La rosca política no descansa jamás en la caliente Provincia de Buenos Aires. Con la mira clavada ansiosamente en 2027, La Libertad Avanza aceleró a fondo sus motores electorales. Este sábado, Karina Milei demostró que no dejará el territorio librado al azar ni a los tibios.
La secretaria general de la Presidencia irrumpió con toda su fuerza en la localidad bonerense de Suipacha. Su misión es clara, contundente y no admite ningún gris en el horizonte bonaerense. Busca aniquilar para siempre el histórico dominio del Partido Justicialista en PBA.
El evento no fue una simple foto de ocasión pensada para cosechar likes en las redes sociales. Más de 1500 dirigentes se congregaron para exhibir un enorme y amenazante músculo territorial. Se trató del esperado lanzamiento del programa 2026 de rigurosa formación política y doctrinaria.
Hablamos de la Escuela de Formación, Debate y Análisis Político (Edfap). Un espacio diseñado meticulosamente para fabricar en serie los cuadros que el oficialismo necesita. La cúpula de La Libertad Avanza sabe que sin estructura local real, no hay triunfo posible.
Pero la noticia más pesada estuvo, sin dudas, arriba del escenario principal y a la vista de todos. Junto a Karina Milei, se mostraron dos verdaderos pesos pesados de la política violeta. Por un lado, Diego Santilli, hoy convertido en el poderoso y movedizo ministro del Interior.
Por el otro, Sebastián Pareja, diputado nacional y armador supremo del espacio libertario. Ambos dirigentes se miden de reojo y con mucha desconfianza en cada evento público masivo. Saben perfectamente que los dos aspiran a ser el próximo Gobernador bonaerense.

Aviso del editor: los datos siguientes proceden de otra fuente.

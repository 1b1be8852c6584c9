//! Tracked variables with append-only history
//!
//! A [`TrackedVariable`] owns a current value plus every value it has ever
//! held. Each successful `set` or `rollback` appends exactly one
//! [`ChangeRecord`]; nothing is ever edited or removed.
//!
//! # Locking
//!
//! History and the frozen flag sit behind one re-entrant lock per variable.
//! Validation and the append happen under that lock; listeners run after it
//! is released, so a listener may read the variable freely. Another thread can
//! observe a new value before its listeners have fired.
//!
//! Validator and listener lists are copied at the start of each dispatch.
//! Registrations made while a `set` is in flight apply from the next `set`.

use std::cell::RefCell;
use std::fmt;
use std::panic::{self, AssertUnwindSafe};
use std::sync::Arc;

use chrono::{DateTime, Utc};
use parking_lot::{ReentrantMutex, RwLock};
use tracing::{debug, warn};

use crate::error::{AlmaError, Result};
use crate::listener::ChangeListener;
use crate::record::{ChangeRecord, HistoryDiff, INITIAL_LABEL};
use crate::snapshot::{CloneSnapshot, Snapshot, SnapshotError};
use crate::validator::{ValidationError, Validator};

/// Label used by [`TrackedVariable::reset`]
pub const RESET_LABEL: &str = "reset to initial";

/// Construction options for a [`TrackedVariable`]
pub struct VariableOptions<T> {
    pub(crate) copy_on_store: bool,
    pub(crate) snapshot: Arc<dyn Snapshot<T>>,
    pub(crate) validators: Vec<Arc<dyn Validator<T>>>,
    pub(crate) listeners: Vec<Arc<dyn ChangeListener<T>>>,
}

impl<T> VariableOptions<T>
where
    T: Clone + Send + Sync + 'static,
{
    /// Defaults: copy-on-store through `Clone`, no validators, no listeners
    pub fn new() -> Self {
        VariableOptions {
            copy_on_store: true,
            snapshot: Arc::new(CloneSnapshot),
            validators: Vec::new(),
            listeners: Vec::new(),
        }
    }

    /// Enable or disable copy-on-store
    ///
    /// With the default [`CloneSnapshot`] this only isolates owned data. Values
    /// backed by shared handles such as `Arc<Mutex<_>>` alias either way unless
    /// a custom [`snapshot`](Self::snapshot) is supplied.
    pub fn copy_on_store(mut self, enabled: bool) -> Self {
        self.copy_on_store = enabled;
        self
    }

    /// Replace the snapshot capability used when copy-on-store is enabled
    pub fn snapshot(mut self, snapshot: impl Snapshot<T> + 'static) -> Self {
        self.snapshot = Arc::new(snapshot);
        self
    }

    /// Closure form of [`VariableOptions::snapshot`]
    pub fn snapshot_with<F>(self, f: F) -> Self
    where
        F: Fn(&T) -> std::result::Result<T, SnapshotError> + Send + Sync + 'static,
    {
        self.snapshot(f)
    }

    /// Append a validator
    pub fn validator(mut self, validator: impl Validator<T> + 'static) -> Self {
        self.validators.push(Arc::new(validator));
        self
    }

    /// Closure form of [`VariableOptions::validator`]
    pub fn validate_with<F>(self, f: F) -> Self
    where
        F: Fn(&T) -> std::result::Result<(), ValidationError> + Send + Sync + 'static,
    {
        self.validator(f)
    }

    /// Append a listener
    pub fn listener(mut self, listener: impl ChangeListener<T> + 'static) -> Self {
        self.listeners.push(Arc::new(listener));
        self
    }

    /// Closure form of [`VariableOptions::listener`]
    pub fn on_change<F>(self, f: F) -> Self
    where
        F: Fn(&TrackedVariable<T>, &ChangeRecord<T>) -> anyhow::Result<()> + Send + Sync + 'static,
    {
        self.listener(f)
    }
}

impl<T> Default for VariableOptions<T>
where
    T: Clone + Send + Sync + 'static,
{
    fn default() -> Self {
        Self::new()
    }
}

struct VariableState<T> {
    history: Vec<Arc<ChangeRecord<T>>>,
    frozen: bool,
}

impl<T> VariableState<T> {
    fn latest(&self) -> &Arc<ChangeRecord<T>> {
        // history always holds the initial record
        &self.history[self.history.len() - 1]
    }
}

/// A value that records its full mutation history
pub struct TrackedVariable<T> {
    name: String,
    copy_on_store: bool,
    snapshot: Arc<dyn Snapshot<T>>,
    state: ReentrantMutex<RefCell<VariableState<T>>>,
    validators: RwLock<Vec<Arc<dyn Validator<T>>>>,
    listeners: RwLock<Vec<Arc<dyn ChangeListener<T>>>>,
}

impl<T> TrackedVariable<T> {
    /// The name given at construction
    pub fn name(&self) -> &str {
        &self.name
    }

    /// Whether stored values are snapshotted
    pub fn copy_on_store(&self) -> bool {
        self.copy_on_store
    }
}

impl<T> TrackedVariable<T>
where
    T: Clone + Send + Sync + 'static,
{
    /// Create a variable with default options
    pub fn new(name: impl Into<String>, initial: T) -> Self {
        Self::with_options(name, initial, VariableOptions::new())
    }

    /// Create a variable holding a single `"initial"` record
    ///
    /// Validators and listeners are not invoked for the initial value.
    pub fn with_options(name: impl Into<String>, initial: T, options: VariableOptions<T>) -> Self {
        let variable = TrackedVariable {
            name: name.into(),
            copy_on_store: options.copy_on_store,
            snapshot: options.snapshot,
            state: ReentrantMutex::new(RefCell::new(VariableState {
                history: Vec::new(),
                frozen: false,
            })),
            validators: RwLock::new(options.validators),
            listeners: RwLock::new(options.listeners),
        };

        let stored = variable.store(initial);
        let record = ChangeRecord::new(0, stored, Utc::now(), Some(INITIAL_LABEL.to_string()));
        variable
            .state
            .lock()
            .borrow_mut()
            .history
            .push(Arc::new(record));
        variable
    }

    /// Current value
    pub fn get(&self) -> T {
        let current = self.last_change();
        self.hand_out(&current.value)
    }

    /// Update the current value
    ///
    /// # Errors
    ///
    /// [`AlmaError::Frozen`] if the variable is frozen, [`AlmaError::Validation`]
    /// if a validator rejects `value`. Nothing is recorded on failure.
    pub fn set(&self, value: T) -> Result<&Self> {
        self.set_inner(value, None)
    }

    /// Update the current value and annotate the new record
    pub fn set_with_label(&self, value: T, label: impl Into<String>) -> Result<&Self> {
        self.set_inner(value, Some(label.into()))
    }

    /// Copy of the full change history, oldest first
    pub fn history(&self) -> Vec<Arc<ChangeRecord<T>>> {
        self.state.lock().borrow().history.clone()
    }

    /// Number of records in the history (never zero)
    pub fn history_len(&self) -> usize {
        self.state.lock().borrow().history.len()
    }

    /// Most recent record; the initial record if nothing was set
    pub fn last_change(&self) -> Arc<ChangeRecord<T>> {
        Arc::clone(self.state.lock().borrow().latest())
    }

    /// Restore the value recorded at `index` by appending a new record
    ///
    /// The restored value goes through validators and listeners exactly like
    /// a regular `set`.
    ///
    /// # Errors
    ///
    /// [`AlmaError::Frozen`] if frozen, [`AlmaError::Rollback`] if `index` is
    /// negative or not below the current history length.
    pub fn rollback(&self, index: isize) -> Result<&Self> {
        self.rollback_inner(index, None)
    }

    /// Rollback with an explicit label for the new record
    pub fn rollback_with_label(&self, index: isize, label: impl Into<String>) -> Result<&Self> {
        self.rollback_inner(index, Some(label.into()))
    }

    /// Restore the initial value
    pub fn reset(&self) -> Result<&Self> {
        self.rollback_with_label(0, RESET_LABEL)
    }

    /// Reject all further mutations
    pub fn freeze(&self) -> &Self {
        self.state.lock().borrow_mut().frozen = true;
        self
    }

    /// Allow mutations again
    pub fn thaw(&self) -> &Self {
        self.state.lock().borrow_mut().frozen = false;
        self
    }

    /// Whether changes are currently rejected
    pub fn is_frozen(&self) -> bool {
        self.state.lock().borrow().frozen
    }

    /// Register a validator, run after all previously registered ones
    pub fn add_validator(&self, validator: impl Validator<T> + 'static) -> &Self {
        self.validators.write().push(Arc::new(validator));
        self
    }

    /// Closure form of [`TrackedVariable::add_validator`]
    pub fn validate_with<F>(&self, f: F) -> &Self
    where
        F: Fn(&T) -> std::result::Result<(), ValidationError> + Send + Sync + 'static,
    {
        self.add_validator(f)
    }

    /// Register a listener, notified after all previously registered ones
    pub fn add_listener(&self, listener: impl ChangeListener<T> + 'static) -> &Self {
        self.listeners.write().push(Arc::new(listener));
        self
    }

    /// Closure form of [`TrackedVariable::add_listener`]
    pub fn on_change<F>(&self, f: F) -> &Self
    where
        F: Fn(&TrackedVariable<T>, &ChangeRecord<T>) -> anyhow::Result<()> + Send + Sync + 'static,
    {
        self.add_listener(f)
    }

    /// One entry per pair of adjacent records
    pub fn diff(&self) -> Vec<HistoryDiff<T>> {
        self.history()
            .windows(2)
            .map(|pair| HistoryDiff::between(&pair[0], &pair[1]))
            .collect()
    }

    /// Compare the current value against a raw value
    pub fn value_eq(&self, other: &T) -> bool
    where
        T: PartialEq,
    {
        self.get() == *other
    }

    fn set_inner(&self, value: T, label: Option<String>) -> Result<&Self> {
        let record = {
            let guard = self.state.lock();
            self.commit(&guard, value, label)?
        };
        self.notify(&record);
        Ok(self)
    }

    fn rollback_inner(&self, index: isize, label: Option<String>) -> Result<&Self> {
        let record = {
            let guard = self.state.lock();
            let target = {
                let state = guard.borrow();
                if state.frozen {
                    return Err(AlmaError::frozen(&self.name));
                }
                let len = state.history.len();
                match usize::try_from(index) {
                    Ok(position) if position < len => Arc::clone(&state.history[position]),
                    _ => return Err(AlmaError::rollback(&self.name, index, len)),
                }
            };
            let label = label
                .filter(|label| !label.is_empty())
                .unwrap_or_else(|| format!("rollback to index {}", index));
            self.commit(&guard, target.value.clone(), Some(label))?
        };
        self.notify(&record);
        Ok(self)
    }

    /// Validate and append under the caller's lock acquisition
    fn commit(
        &self,
        state: &RefCell<VariableState<T>>,
        value: T,
        label: Option<String>,
    ) -> Result<Arc<ChangeRecord<T>>> {
        if state.borrow().frozen {
            return Err(AlmaError::frozen(&self.name));
        }

        let validators = self.validators.read().clone();
        for validator in &validators {
            validator
                .validate(&value)
                .map_err(|reason| AlmaError::validation(&self.name, reason))?;
        }

        let stored = self.store(value);
        let mut state = state.borrow_mut();
        let timestamp = next_timestamp(state.latest().timestamp);
        let record = Arc::new(ChangeRecord::new(
            state.history.len(),
            stored,
            timestamp,
            label,
        ));
        state.history.push(Arc::clone(&record));

        debug!(
            variable = %self.name,
            index = record.index,
            label = record.label().unwrap_or(""),
            "Recorded change"
        );
        Ok(record)
    }

    fn notify(&self, record: &ChangeRecord<T>) {
        let listeners = self.listeners.read().clone();
        for (position, listener) in listeners.iter().enumerate() {
            match panic::catch_unwind(AssertUnwindSafe(|| listener.on_change(self, record))) {
                Ok(Ok(())) => {}
                Ok(Err(err)) => {
                    warn!(
                        variable = %self.name,
                        listener = position,
                        "Change listener failed, ignoring: {:#}",
                        err
                    );
                }
                Err(_) => {
                    warn!(
                        variable = %self.name,
                        listener = position,
                        "Change listener panicked, ignoring"
                    );
                }
            }
        }
    }

    fn store(&self, value: T) -> T {
        if !self.copy_on_store {
            return value;
        }
        match self.snapshot.snapshot(&value) {
            Ok(copy) => copy,
            Err(err) => {
                warn!(variable = %self.name, "Storing original value: {}", err);
                value
            }
        }
    }

    fn hand_out(&self, value: &T) -> T {
        if !self.copy_on_store {
            return value.clone();
        }
        self.snapshot
            .snapshot(value)
            .unwrap_or_else(|_| value.clone())
    }
}

fn next_timestamp(previous: DateTime<Utc>) -> DateTime<Utc> {
    Utc::now().max(previous)
}

impl<T> PartialEq for TrackedVariable<T>
where
    T: Clone + PartialEq + Send + Sync + 'static,
{
    fn eq(&self, other: &Self) -> bool {
        self.get() == other.get()
    }
}

impl<T: fmt::Debug> fmt::Debug for TrackedVariable<T> {
    fn fmt(&self, f: &mut fmt::Formatter<'_>) -> fmt::Result {
        let guard = self.state.lock();
        let state = guard.borrow();
        write!(
            f,
            "TrackedVariable(name={:?}, value={:?}, history_len={}{})",
            self.name,
            state.latest().value,
            state.history.len(),
            if state.frozen { " [frozen]" } else { "" }
        )
    }
}

impl<T: fmt::Debug> fmt::Display for TrackedVariable<T> {
    fn fmt(&self, f: &mut fmt::Formatter<'_>) -> fmt::Result {
        fmt::Debug::fmt(self, f)
    }
}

¿Quién se quedará finalmente con la ansiada candidatura de La Libertad Avanza? Por ahora, la orden inapelable desde la cúpula es caminar los barrios sin ningún tipo de descanso. "La construcción no puede pensarse desde un escritorio", disparó sin piedad la gran líder.
Fue un dardo altamente venenoso para los teóricos del teclado que abundan en la política hoy. La poderosa hermana del Presidente exige presencia constante, organización y puro trabajo barrial. Sabe mejor que nadie que disputarle el poder a Axel Kicillof requiere embarrarse los pies en cada rincón de la inabarcable provincia de Buenos Aires, un territorio donde habita en 39% del país.

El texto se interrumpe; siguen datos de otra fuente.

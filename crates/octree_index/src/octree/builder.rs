//! Recursive octree construction.
//!
//! # Algorithm
//!
//! 1. Create the root cube and hand it every entity (no containment check).
//! 2. Subdivide a node: attach 8 half-size children in canonical order.
//! 3. Partition: each entity goes to the **first** child (canonical order)
//!    whose strict containment test passes. Entities matching no child are
//!    dropped from the children.
//! 4. Recurse into every child holding at least [`POPULATION_THRESHOLD`]
//!    entities while depth budget remains.
//!
//! Dense regions reach the maximum depth; sparse regions stop early, so the
//! resulting tree is irregular. Construction is single-threaded and runs to
//! completion before the root is handed back.

use smallvec::SmallVec;
use tracing::{debug, trace};
use web_time::Instant;

use super::{BuildStats, EntityRetention, Octant, OctreeConfig, OctreeNode};
use crate::entity::Positioned;

/// Minimum entity count for a node to be worth subdividing. Fixed.
pub const POPULATION_THRESHOLD: usize = 2;

/// Result of [`OctreeBuilder::build_with_stats`].
#[derive(Clone, Debug)]
pub struct BuildOutput<E> {
  /// Root of the finished tree.
  pub root: OctreeNode<E>,
  /// Counters from the build.
  pub stats: BuildStats,
  /// Wall time spent building, in microseconds.
  pub elapsed_us: u64,
}

/// Builds octrees for one configuration.
#[derive(Clone, Debug, Default)]
pub struct OctreeBuilder {
  config: OctreeConfig,
}

impl OctreeBuilder {
  pub fn new(config: OctreeConfig) -> Self {
    Self { config }
  }

  pub fn config(&self) -> &OctreeConfig {
    &self.config
  }

  /// Build a tree over `entities` and return its root.
  pub fn build<E, I>(&self, entities: I) -> OctreeNode<E>
  where
    E: Positioned + Clone,
    I: IntoIterator<Item = E>,
  {
    self.build_with_stats(entities).root
  }

  /// Build a tree over `entities`, returning the root with build counters.
  ///
  /// The root is subdivided only when it meets the population threshold, so
  /// empty or single-entity input yields a childless root.
  #[tracing::instrument(skip_all, name = "octree::build", fields(max_depth = self.config.max_depth))]
  pub fn build_with_stats<E, I>(&self, entities: I) -> BuildOutput<E>
  where
    E: Positioned + Clone,
    I: IntoIterator<Item = E>,
  {
    let start = Instant::now();

    let mut root = OctreeNode::new(self.config.root_center, self.config.root_size);
    for entity in entities {
      root.add_entity(entity);
    }

    let mut stats = BuildStats {
      nodes_created: 1,
      ..Default::default()
    };

    if root.entity_count() >= POPULATION_THRESHOLD {
      self.subdivide_at(&mut root, self.config.max_depth, 0, &mut stats);
    } else {
      root.mark_settled();
    }

    let elapsed_us = start.elapsed().as_micros() as u64;
    debug!(
      nodes = stats.nodes_created,
      leaves = stats.leaves(),
      dropped = stats.entities_dropped,
      depth = stats.max_depth_reached,
      elapsed_us,
      "octree built"
    );

    BuildOutput {
      root,
      stats,
      elapsed_us,
    }
  }

  /// Subdivide `node` with `remaining_depth` levels of budget.
  ///
  /// No-op when `remaining_depth <= 0` or when the node already has
  /// children. Returns the counters for the subtree rooted at `node`, which
  /// counts as one of `nodes_created`; depths are relative to `node`.
  pub fn subdivide<E>(&self, node: &mut OctreeNode<E>, remaining_depth: i32) -> BuildStats
  where
    E: Positioned + Clone,
  {
    let mut stats = BuildStats {
      nodes_created: 1,
      ..Default::default()
    };
    self.subdivide_at(node, remaining_depth, 0, &mut stats);
    stats
  }

  fn subdivide_at<E>(
    &self,
    node: &mut OctreeNode<E>,
    remaining_depth: i32,
    depth: u32,
    stats: &mut BuildStats,
  ) where
    E: Positioned + Clone,
  {
    node.mark_settled();
    if remaining_depth <= 0 || node.is_subdivided() {
      return;
    }

    let children = child_regions(node);
    node.attach_children(children);
    stats.record_subdivision(depth + 1);

    let entities = match self.config.retention {
      EntityRetention::Retain => node.entities().to_vec(),
      EntityRetention::LeavesOnly => node.take_entities(),
    };
    stats.entities_dropped += partition(entities, node);

    for child in node.children_mut() {
      if child.entity_count() >= POPULATION_THRESHOLD {
        self.subdivide_at(child, remaining_depth - 1, depth + 1, stats);
      } else {
        child.mark_settled();
      }
    }
  }
}

/// Build a tree over `entities` in a cube of edge `root_size` around
/// `root_center`, subdividing at most `max_depth` levels.
pub fn build_octree<E, I>(
  root_center: glam::Vec3,
  root_size: f32,
  entities: I,
  max_depth: i32,
) -> OctreeNode<E>
where
  E: Positioned + Clone,
  I: IntoIterator<Item = E>,
{
  OctreeBuilder::new(OctreeConfig::new(root_center, root_size, max_depth)).build(entities)
}

/// The 8 half-size child cubes of `node`, in canonical order.
fn child_regions<E>(node: &OctreeNode<E>) -> [Box<OctreeNode<E>>; 8] {
  let half = node.size() * 0.5;
  Octant::ALL.map(|octant| {
    Box::new(OctreeNode::new(
      octant.child_center(node.center(), node.size()),
      half,
    ))
  })
}

/// Hand each entity to the first child containing it. Returns the number of
/// entities no child accepted.
fn partition<E: Positioned>(entities: Vec<E>, node: &mut OctreeNode<E>) -> usize {
  let mut children: SmallVec<[&mut OctreeNode<E>; 8]> = node.children_mut().collect();
  let mut dropped = 0;

  for entity in entities {
    let position = entity.position();
    match children.iter_mut().find(|child| child.contains(position)) {
      Some(child) => child.add_entity(entity),
      None => {
        trace!(?position, "entity outside every child octant, dropped");
        dropped += 1;
      }
    }
  }

  dropped
}

#[cfg(test)]
#[path = "builder_test.rs"]
mod builder_test;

El pomposo arribo de la comitiva fue un espectáculo de poder hegemónico en sí mismo. Minutos antes de las 15.30, la jefa ingresó escoltada en una lujosa camioneta polarizada. Fiel a su estilo de hierro, evitó todo contacto inicial con la curiosa prensa nacional y local allí presente.
Todas las miradas temerosas de la Provincia de Buenos Aires estaban puestas sobre ella. El gran ausente de la acalorada jornada sabatina fue el riojano Martín Menem. El titular de la Cámara de Diputados es un soldado de extrema y probada lealtad a la corona. Sin embargo, un inoportuno cuadro febril lo dejó fuera de combate en la trinchera de Suipacha. Igualmente, su obligada silla vacía no logró opacar el demoledor mensaje de fuerza libertario.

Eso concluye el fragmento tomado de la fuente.